Debugging R scripts to identify the cause of an error¶
If an R script fails with a technical error such as caught segfault
(a segmentation fault), you may want to identify the library or function call that causes the message in order to figure out which library to reinstall. To do so, open the R script that fails in RStudio, and execute the script line by line until you identify the line that causes the issue.
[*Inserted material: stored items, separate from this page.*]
//! The action database: strokes bound to actions, keyed by stable ids

use std::collections::BTreeMap;
use std::collections::btree_map;

use crate::actions::Action;
use crate::models::{StrokeId, StrokeInfo};

/// Registry of [`StrokeInfo`] entries
///
/// Iteration is always in ascending id order, which makes matching
/// reproducible. Ids come from a counter that only grows, so an id held by
/// an editor either still refers to the same entry or to nothing at all.
#[derive(Debug, Clone)]
pub struct ActionDb<G> {
    entries: BTreeMap<StrokeId, StrokeInfo<G>>,
    next_id: u32,
    dirty: bool,
}

/// One bound gesture, as visited by [`ActionDb::strokes`]
#[derive(Debug, Clone, Copy)]
pub struct StrokeRef<'a, G> {
    pub id: StrokeId,
    pub name: &'a str,
    pub stroke: &'a G,
    pub action: Option<&'a Action>,
}

impl<G> ActionDb<G> {
    /// Create an empty database
    pub fn new() -> Self {
        Self {
            entries: BTreeMap::new(),
            next_id: 0,
            dirty: false,
        }
    }

    /// Insert an entry under a fresh id
    pub fn add(&mut self, info: StrokeInfo<G>) -> StrokeId {
        let id = StrokeId(self.next_id);
        self.entries.insert(id, info);
        self.next_id += 1;
        self.dirty = true;
        id
    }

    /// Remove an entry; returns whether it was present
    pub fn remove(&mut self, id: StrokeId) -> bool {
        let removed = self.entries.remove(&id).is_some();
        if removed {
            self.dirty = true;
        }
        removed
    }

    pub fn get(&self, id: StrokeId) -> Option<&StrokeInfo<G>> {
        self.entries.get(&id)
    }

    /// Mutable access for the editor.
    ///
    /// Any successful call marks the database as changed, whether or not
    /// the entry is then modified, so use [`get`](Self::get) to read.
    pub fn get_mut(&mut self, id: StrokeId) -> Option<&mut StrokeInfo<G>> {
        let entry = self.entries.get_mut(&id);
        if entry.is_some() {
            self.dirty = true;
        }
        entry
    }

    pub fn contains(&self, id: StrokeId) -> bool {
        self.entries.contains_key(&id)
    }

    pub fn len(&self) -> usize {
        self.entries.len()
    }

    pub fn is_empty(&self) -> bool {
        self.entries.is_empty()
    }

    /// The id the next [`add`](Self::add) will return
    pub fn next_id(&self) -> StrokeId {
        StrokeId(self.next_id)
    }

    /// Entries in ascending id order
    pub fn iter(&self) -> btree_map::Iter<'_, StrokeId, StrokeInfo<G>> {
        self.entries.iter()
    }

    /// Every bound gesture, by ascending id and then by gesture order
    pub fn strokes(&self) -> impl Iterator<Item = StrokeRef<'_, G>> {
        self.entries.iter().flat_map(|(id, info)| {
            info.strokes.iter().map(move |stroke| StrokeRef {
                id: *id,
                name: info.name.as_str(),
                stroke,
                action: info.action.as_ref(),
            })
        })
    }

    /// Total number of gestures bound across all entries
    pub fn count_bound_shapes(&self) -> usize {
        self.entries.values().map(|info| info.strokes.len()).sum()
    }

    /// Whether anything changed since the last [`take_dirty`](Self::take_dirty)
    pub fn is_dirty(&self) -> bool {
        self.dirty
    }

    /// Report and clear the changed flag
    pub fn take_dirty(&mut self) -> bool {
        std::mem::take(&mut self.dirty)
    }
}

impl<G: Ord> ActionDb<G> {
    /// Add a named shell command, optionally bound to a gesture
    pub fn add_command(
        &mut self,
        stroke: Option<G>,
        name: impl Into<String>,
        cmd: impl Into<String>,
    ) -> StrokeId {
        let mut info = StrokeInfo::new(name).with_action(Action::command(cmd));
        if let Some(stroke) = stroke {
            info.strokes.insert(stroke);
        }
        self.add(info)
    }
}

impl<G> Default for ActionDb<G> {
    fn default() -> Self {
        Self::new()
    }
}

impl<'a, G> IntoIterator for &'a ActionDb<G> {
    type Item = (&'a StrokeId, &'a StrokeInfo<G>);
    type IntoIter = btree_map::Iter<'a, StrokeId, StrokeInfo<G>>;

    fn into_iter(self) -> Self::IntoIter {
        self.iter()
    }
}

#[cfg(test)]
mod tests {
    use super::*;

    #[test]
    fn test_ids_are_sequential() {
        let mut db: ActionDb<u8> = ActionDb::new();
        assert_eq!(db.add(StrokeInfo::new("a")), StrokeId(0));
        assert_eq!(db.add(StrokeInfo::new("b")), StrokeId(1));
        assert_eq!(db.next_id(), StrokeId(2));
        assert_eq!(db.len(), 2);
    }

    #[test]
    fn test_ids_never_reused_after_remove() {
        let mut db: ActionDb<u8> = ActionDb::new();
        let mut seen = Vec::new();
        for round in 0..5 {
            let id = db.add(StrokeInfo::new(format!("entry {}", round)));
            if let Some(last) = seen.last() {
                assert!(id > *last);
            }
            seen.push(id);
            assert!(db.remove(id));
        }
        assert!(db.is_empty());
        assert_eq!(db.next_id(), StrokeId(5));
    }

    #[test]
    fn test_remove_missing() {
        let mut db: ActionDb<u8> = ActionDb::new();
        let id = db.add(StrokeInfo::new("a"));
        assert!(db.remove(id));
        assert!(!db.remove(id));
        assert!(!db.remove(StrokeId(42)));
        assert_eq!(db.next_id(), StrokeId(1));
    }

    #[test]
    fn test_add_command_without_stroke() {
        let mut db: ActionDb<u8> = ActionDb::new();
        let id = db.add_command(None, "Terminal", "xterm");
        let info = db.get(id).unwrap();
        assert!(info.strokes.is_empty());
        assert_eq!(info.name, "Terminal");
        assert_eq!(info.action, Some(Action::command("xterm")));
    }

    #[test]
    fn test_add_command_with_stroke() {
        let mut db: ActionDb<u8> = ActionDb::new();
        let id = db.add_command(Some(7), "Browser", "firefox");
        assert_eq!(db.get(id).unwrap().strokes.len(), 1);
    }

    #[test]
    fn test_count_bound_shapes() {
        let mut db: ActionDb<u8> = ActionDb::new();
        db.add(StrokeInfo::new("a").with_stroke(1).with_stroke(2));
        db.add(StrokeInfo::new("b"));
        db.add_command(Some(3), "c", "true");
        assert_eq!(db.count_bound_shapes(), 3);
    }

    #[test]
    fn test_strokes_in_id_order() {
        let mut db: ActionDb<u8> = ActionDb::new();
        db.add(StrokeInfo::new("first").with_stroke(9).with_stroke(4));
        db.add(StrokeInfo::new("empty"));
        db.add(StrokeInfo::new("third").with_stroke(1));

        let visited: Vec<_> = db.strokes().map(|s| (s.id.get(), s.name, *s.stroke)).collect();
        assert_eq!(
            visited,
            vec![(0, "first", 4), (0, "first", 9), (2, "third", 1)]
        );
    }

    #[test]
    fn test_dirty_tracking() {
        let mut db: ActionDb<u8> = ActionDb::new();
        assert!(!db.is_dirty());

        let id = db.add(StrokeInfo::new("a"));
        assert!(db.take_dirty());
        assert!(!db.is_dirty());

        assert!(db.get(id).is_some());
        assert!(!db.is_dirty());

        db.get_mut(id).unwrap().name = "renamed".to_string();
        assert!(db.take_dirty());

        // Borrowing mutably counts as a change even without a write
        assert!(db.get_mut(id).is_some());
        assert!(db.take_dirty());
        assert!(db.get_mut(StrokeId(99)).is_none());
        assert!(!db.is_dirty());

        assert!(!db.remove(StrokeId(99)));
        assert!(!db.is_dirty());
    }
}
Importantly, read the instructions in the section at the beginning of the script that is called SAVE SNAKEMAKE S4 OBJECT THAT IS PASSED ALONG FOR DEBUGGING PURPOSES
. Briefly, you simply have to make the snakemake object available in your R workspace, which contains all necessary information to execute the R script properly. Normally, Snakemake automatically loads that when executing a script. To do so, simply execute the line that is pasted there in R, it is something like this:
snakemake = readRDS("{outputFolder}/LOGS_AND_BENCHMARKS/0.checkParameters.R.rds")
Replace {outputFolder}
by the folder you used for the analysis, and adjust the 0.checkParameters
part also accordingly. Essentially, you just have to provide the path to the corresponding file that is located in the LOGS_AND_BENCHMARKS
subdirectly within the specified output directory.
Rerunning Snakemake¶
After fixing the error, rerun Snakemake. Snakemake will continue at the point at which the error message occurred, without rerunning already successfully computed previous steps (unless specified otherwise).